Here, tetrabutyl titanate Ti(OBu)4 served as the precursor for TiO2 in each experiment. As morphological regulating agents, hydrofluoric acid (HF) and sodium fluoride (NaF) are used in a straightforward non-aqueous one-pot solvothermal method to produce TiO2-NSs and TiO2-NRs, respectively. The direct alcoholysis of Ti(OBu)4 in ethanol in the presence of hydrofluoric acid (HF) and sodium fluoride (NaF) salt, respectively, yields high-quality anatase nanosheets and brookite nanorods in a completely non-aqueous environment. However, alcoholysis of only TiO2 precursor in ethanol without fluorine precursor resulted in pure nanoparticles (TiO2-NPs) in the absence of a morphology control agent. Subsequently, TiO2 morphology, porous structure, and crystallinity play an important role in the photoelectric conversion efficiency of DSSCs, so we use fluorine, which can enhance the photocatalytic activity and control the particle morphology of TiO2. The structure and morphology of the TiO2-NCs samples grown by the hydrothermal method were investigated using the main TEM, HRTEM, and XRD instruments.

2. Materials and Methods

2.1. Materials

Titanium butoxide (TNBT) or Ti(OBu)4 (Bu = CH2CH2CH2CH3) (Molar mass = 340.32 g/mol) (97%), sodium fluoride (NaF) (99%), hydrofluoric acid [HF] (40 wt%), and anhydrous ethanol (99.8%) were purchased from Sigma-Aldrich. All chemicals were used directly without further processing. Additionally, Teflon-lined stainless-steel autoclave (Parr Instrument Co., Moline, IL, USA) with a capacity of 45 mL was used.

2.2. Methods

2.2.1. Preparation of Various TiO2 Nanocrystals by Hydrothermal Method

In this work, various NCs structures and morphologies of TiO2 were prepared by hydrothermal method. Hydrothermal synthesis is usually carried out in steel pressure vessels called autoclaves, with or without Teflon lining, under controlled temperature or pressure, where the reaction takes place in aqueous solutions. The temperature can be raised above the boiling point of water so that the pressure of steam saturation is reached. The internal pressure produced is largely determined by the temperature and the amount of solution supplied to the autoclave. This method is widely used in the ceramics industry to produce small particles [38]. Pure anatase TiO2-NPs were produced by alcoholysing TNBT alone in ethanol, whereas anatase TiO2-NS and high-purity brookite TiO2-NRs required the addition of either HF and NaF, respectively. The possible growth mechanism is discussed accordingly. The mixture of TiO2 precursor and a morphology control agent is then placed in an electric oven at 180 °C for 24 h. The atomic ratio of fluorine to titanium (F:Ti) was maintained at 1:1 for the reaction described above. After completion of the solvothermal reaction, the autoclave was allowed to cool naturally to room temperature. The white, single-crystalline TiO2 NCs precipitate was collected, washed three times with ethanol and distilled water, and separated by high-speed centrifugation. It was then dried in an oven at 60 °C for about 6 h [39] without the need to calcined at high temperature. Scheme 1 below describes the TiO2-NCs growth pathway for TiO2-NSs, TiO2-NRs, and TiO2-NPs.

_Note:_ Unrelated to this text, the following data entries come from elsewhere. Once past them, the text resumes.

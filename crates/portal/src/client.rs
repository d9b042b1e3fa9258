//! HTTP client for the portal.
//!
//! `PortalApi` is the seam the desk depends on; `PortalClient` is the reqwest
//! implementation. Tests substitute their own implementation.

use std::path::{Path, PathBuf};
use std::time::Duration;

use async_trait::async_trait;
use reqwest::{Response, StatusCode, redirect};
use serde::de::DeserializeOwned;
use tracing::{debug, info};
use url::Url;

use crate::error::{PortalError, Result};
use crate::export::{ExportFilters, ExportRequest};
use crate::model::{
    Category, CategoryList, DashboardStats, FormReceipt, Opportunity, OpportunityList,
    PreviewPage,
};

const CSRF_COOKIE: &str = "csrftoken";
const CSRF_HEADER: &str = "X-CSRFToken";
const CSRF_FIELD: &str = "csrfmiddlewaretoken";

#[async_trait]
pub trait PortalApi: Send + Sync {
    /// `GET /api/categories/`
    async fn categories(&self) -> Result<Vec<Category>>;

    /// `GET /api/export/preview/` with the given filters.
    async fn export_preview(&self, filters: &ExportFilters) -> Result<PreviewPage>;

    /// Fetch `/export/{format}/` and store the body as `<target_dir>/<filename>.<format>`.
    async fn download_export(&self, request: &ExportRequest, target_dir: &Path)
    -> Result<PathBuf>;

    /// `GET /api/opportunities/`
    async fn opportunities(&self) -> Result<Vec<Opportunity>>;

    /// `GET /api/dashboard-stats/`
    async fn dashboard_stats(&self) -> Result<DashboardStats>;

    /// Post one of the server-rendered forms (`/signup/`, `/opportunities/add/`).
    async fn submit_form(&self, path: &str, fields: &[(String, String)]) -> Result<FormReceipt>;
}

#[derive(Debug, Clone)]
pub struct PortalClient {
    base: Url,
    http: reqwest::Client,
}

impl PortalClient {
    /// Build a client for `base_url`. A missing trailing slash is added so
    /// relative endpoint paths resolve below the base instead of replacing
    /// its last segment.
    pub fn new(base_url: &str, timeout: Duration) -> Result<Self> {
        let base = normalize_base(base_url)?;
        let http = reqwest::Client::builder()
            .timeout(timeout)
            .cookie_store(true)
            // Django signals an accepted form with a redirect; we need to see it.
            .redirect(redirect::Policy::none())
            .user_agent(concat!("volunteer-desk/", env!("CARGO_PKG_VERSION")))
            .build()?;
        Ok(Self { base, http })
    }

    pub fn base_url(&self) -> &Url {
        &self.base
    }

    pub fn endpoint(&self, path: &str) -> Result<Url> {
        Ok(self.base.join(path.trim_start_matches('/'))?)
    }

    async fn get_json<T: DeserializeOwned>(&self, url: Url) -> Result<T> {
        debug!(%url, "GET");
        let response = check(self.http.get(url).send().await?)?;
        Ok(response.json::<T>().await?)
    }
}

/// Parse `raw` and make sure its path ends with `/`.
pub fn normalize_base(raw: &str) -> Result<Url> {
    let mut url = Url::parse(raw)?;
    if !url.path().ends_with('/') {
        let path = format!("{}/", url.path());
        url.set_path(&path);
    }
    Ok(url)
}

fn check(response: Response) -> Result<Response> {
    let status = response.status();
    if status.is_success() {
        Ok(response)
    } else {
        Err(PortalError::Status {
            url: response.url().to_string(),
            status: status.as_u16(),
        })
    }
}

#[async_trait]
impl PortalApi for PortalClient {
    async fn categories(&self) -> Result<Vec<Category>> {
        let list: CategoryList = self.get_json(self.endpoint("api/categories/")?).await?;
        Ok(list.categories)
    }

    async fn export_preview(&self, filters: &ExportFilters) -> Result<PreviewPage> {
        let mut url = self.endpoint("api/export/preview/")?;
        let pairs = filters.query_pairs();
        if !pairs.is_empty() {
            url.query_pairs_mut()
                .extend_pairs(pairs.iter().map(|(k, v)| (*k, v.as_str())));
        }
        self.get_json(url).await
    }

    async fn download_export(
        &self,
        request: &ExportRequest,
        target_dir: &Path,
    ) -> Result<PathBuf> {
        let url = request.url(&self.base)?;
        debug!(%url, "GET export");
        let response = check(self.http.get(url).send().await?)?;
        let body = response.bytes().await?;

        tokio::fs::create_dir_all(target_dir).await?;
        let target = target_dir.join(request.file_name());
        tokio::fs::write(&target, &body).await?;
        info!(path = %target.display(), bytes = body.len(), "export saved");
        Ok(target)
    }

    async fn opportunities(&self) -> Result<Vec<Opportunity>> {
        let list: OpportunityList = self.get_json(self.endpoint("api/opportunities/")?).await?;
        Ok(list.opportunities)
    }

    async fn dashboard_stats(&self) -> Result<DashboardStats> {
        self.get_json(self.endpoint("api/dashboard-stats/")?).await
    }

    async fn submit_form(&self, path: &str, fields: &[(String, String)]) -> Result<FormReceipt> {
        let url = self.endpoint(path)?;

        // GET first: Django hands out the csrftoken cookie with the rendered form.
        let page = check(self.http.get(url.clone()).send().await?)?;
        let token = page
            .cookies()
            .find(|c| c.name() == CSRF_COOKIE)
            .map(|c| c.value().to_string())
            .ok_or_else(|| PortalError::MissingCsrfToken(url.to_string()))?;

        let mut form: Vec<(&str, &str)> = fields
            .iter()
            .map(|(k, v)| (k.as_str(), v.as_str()))
            .collect();
        form.push((CSRF_FIELD, token.as_str()));

        debug!(%url, fields = fields.len(), "POST form");
        let response = self
            .http
            .post(url.clone())
            .header(CSRF_HEADER, token.as_str())
            .header(reqwest::header::REFERER, url.as_str())
            .form(&form)
            .send()
            .await?;

        match response.status() {
            StatusCode::FOUND | StatusCode::SEE_OTHER => {
                let location = response
                    .headers()
                    .get(reqwest::header::LOCATION)
                    .and_then(|v| v.to_str().ok())
                    .map(str::to_string);
                Ok(FormReceipt::Accepted { location })
            }
            StatusCode::OK => Ok(FormReceipt::Rejected),
            other => Err(PortalError::Status {
                url: url.to_string(),
                status: other.as_u16(),
            }),
        }
    }
}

2.2.2. Preparation of TiO2 Anatase Nanosheet

Anatase TiO2-NSs were prepared by the solvothermal method developed by Han et al. [36]. In a typical synthesis, 1:13 mL of HF: TNBT solution was mixed through stirred vigorously for 15 min at room temperature before being introduced inside the autoclave. Using the aforementioned process, the fluorine to titanium atomic ratio (F:Ti) was maintained at 1:1, (Sample 1).

2.2.3. Preparation of TiO2 Brookite Nanorod

By hydrolyzing TNBT (0.966 g/cm3) in the presence of NaF as a powder in a straightforward, non-aqueous, one-pot solvothermal method, pure brookite TiO2-NRs could be produced. In a typical synthesis, 17 mL of ethanol and 1:8.11 g of NaF:TNBT were combined with a Na:Ti molar ratio of 1:1 (Sample 2) or more (Sample 3), rapidly stirred for 15 min at room temperature and then added to the autoclave. Pure anatase TiO2-NPs were produced by alcoholysing TNBT alone in ethanol, (Sample 4).

3. Sample Characterization

Transmission electron microscopy (TEM) with a field emission electron microscope analysis was performed with a JEM -2100F electron microscope (JEOL, Tokyo, Japan, models JEM -1011), using a 200 kV accelerating voltage to study the morphology and size of our samples. For the TEM observations, the powder particles were dispersed in an aqueous solution under supersonic vibration for 15 min, and then a drop of the dispersed sample was placed on the carbon coated TEM grid. Additionally, X-ray diffraction (XRD) (Xpert PAnalytical MPD) was carried out and an instrument operated at 40 KV and 15 mA and running in θ/2θ mode captured X-ray diffraction spectra. At room temperature, transmission spectra of the thin films were recorded using a V-670 UV-Vis spectrophotometer (JASCO, Tokyo, Japan). The thickness of the film was measured with a surface profilometer (Veeco Dektak 150).

4. Results and Discussion

In this paper, some characterization for TiO2 nanocrystals (TiO2-NCs) structure prepared by hydrothermal method to use later as an electrode in the DSSC device. In a straightforward non-aqueous one-pot solvothermal method, TNBT was used as a titanium precursor, and HF and NaF as morphology controlling agents for TiO2-NSs and TiO2-NRs, respectively. TNBT alone underwent alcoholysis in ethanol, producing solely pure TiO2-NPs. The average yields were 43.4%, 42.6%, and 45.0% for TiO2-NSs, TiO2-NRs, and TiO2-NPs, respectively. Scheme 2 illustrates the different TiO2-NCs shapes.

5. Morphological Properties

The first sample was synthesized using TNBT as a precursor and HF as a morphology-controlling agent. Figure 1 shows the TEM, HRTEM, and SAED images of the fabricated TiO2-NSs to characterize the size and morphology of synthesized particles.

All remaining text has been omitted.